Ordinanza di Cassazione Penale Sez. 7 Num. 8173 Anno 2024
Penale Ord. Sez. 7   Num. 8173  Anno 2024
Presidente: COGNOME
Relatore: COGNOME NOME
Data Udienza: 15/12/2023
ORDINANZA
sul ricorso proposto da: COGNOME NOME NOME a MONTEMURLO il DATA_NASCITA
avverso la sentenza del 21/03/2023 della CORTE APPELLO di FIRENZE
dato avviso alle parti;
udita la relazione svolta dal Consigliere NOME COGNOME;
RITENUTO IN FATTO E IN DIRITTO
Rilevato che con sentenza del 21/03/2023 la Corte d’appello di Firenze ha confermato la sentenza del 10/06/2022 dal Tribunale di Pistoia, che aveva assolto NOME COGNOME in ordine a reato di cui all’articolo 256 d. Igs. 152/2006 in applicazione dell’articolo131-bis cod. pen..
 Avverso tale sentenza l’imputato ha presentato ricorso per cassazione, lamentando:
2.1. Con il primo motivo, che l’imputato doveva essere mandato assolto nel merito non essendovi prova del suo coinvolgimento morale nel fatto. La sentenza di appello illogicamente confermava la sentenza di primo grado.
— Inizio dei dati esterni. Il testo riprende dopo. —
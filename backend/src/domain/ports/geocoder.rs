//! Driven port for resolving an address to coordinates.
//!
//! The domain owns the query text so every adapter geocodes the same string
//! for a given record.

use std::fmt;

use async_trait::async_trait;

use crate::domain::{Address, Coordinates};

use super::define_port_error;

/// Free-text geocoding query in the form `"{street} {number}, {zipCode} {city}"`.
///
/// # Examples
/// ```
/// use address_service::domain::{Address, AddressDraft, AddressId};
/// use address_service::domain::ports::GeocodeQuery;
///
/// let draft = AddressDraft::new("Elm", 5, "1234AB", "Utrecht", "NL").expect("valid");
/// let query = GeocodeQuery::from(&Address::new(AddressId::new(1), draft));
/// assert_eq!(query.as_str(), "Elm 5, 1234AB Utrecht");
/// ```
#[derive(Debug, Clone, PartialEq, Eq)]
pub struct GeocodeQuery(String);

impl GeocodeQuery {
    /// Query text sent to the geocoder.
    pub fn as_str(&self) -> &str {
        self.0.as_str()
    }
}

impl From<&Address> for GeocodeQuery {
    fn from(address: &Address) -> Self {
        Self(format!(
            "{} {}, {} {}",
            address.street(),
            address.number(),
            address.zip_code(),
            address.city()
        ))
    }
}

impl fmt::Display for GeocodeQuery {
    fn fmt(&self, f: &mut fmt::Formatter<'_>) -> fmt::Result {
        f.write_str(&self.0)
    }
}

define_port_error! {
    /// Errors surfaced while resolving coordinates.
    pub enum GeocoderError {
        /// Network transport failed before receiving a response.
        Transport { message: String } =>
            "geocoder transport failed: {message}",
        /// The geocoder did not answer within the configured timeout.
        Timeout { message: String } =>
            "geocoder timeout: {message}",
        /// The geocoder rate-limited the request.
        RateLimited { message: String } =>
            "geocoder rate limited request: {message}",
        /// The geocoder answered with a non-success status.
        Status { status: u16, message: String } =>
            "geocoder returned status {status}: {message}",
        /// The response body could not be decoded into coordinates.
        Decode { message: String } =>
            "geocoder response decode failed: {message}",
        /// The geocoder returned no candidates for the query.
        NoMatch { query: String } =>
            "no geocoding match for '{query}'",
    }
}

/// Port for address geocoding.
#[cfg_attr(test, mockall::automock)]
#[async_trait]
pub trait Geocoder: Send + Sync {
    /// Resolve the query to the first candidate's coordinates.
    async fn resolve(&self, query: &GeocodeQuery) -> Result<Coordinates, GeocoderError>;
}

/// Fixture geocoder that answers every query with the same position.
#[derive(Debug, Clone, Copy)]
pub struct FixtureGeocoder {
    coordinates: Coordinates,
}

impl FixtureGeocoder {
    /// Answer every query with `coordinates`.
    pub fn new(coordinates: Coordinates) -> Self {
        Self { coordinates }
    }
}

#[async_trait]
impl Geocoder for FixtureGeocoder {
    async fn resolve(&self, _query: &GeocodeQuery) -> Result<Coordinates, GeocoderError> {
        Ok(self.coordinates)
    }
}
2.2. Con il secondo motivo, l’inutilizzabilità degli atti di indagine successivi alla richiesta di proroga delle indagini preliminari, proroga mai autorizzata dal GIP.
Il ricorso è inammissibile.
3.1. Quanto al primo motivo, esso è manifestamente infondato perché contesta in fatto il giudizio sfavorevole all’imputato effettuato dal Tribunale con congrua motivazione.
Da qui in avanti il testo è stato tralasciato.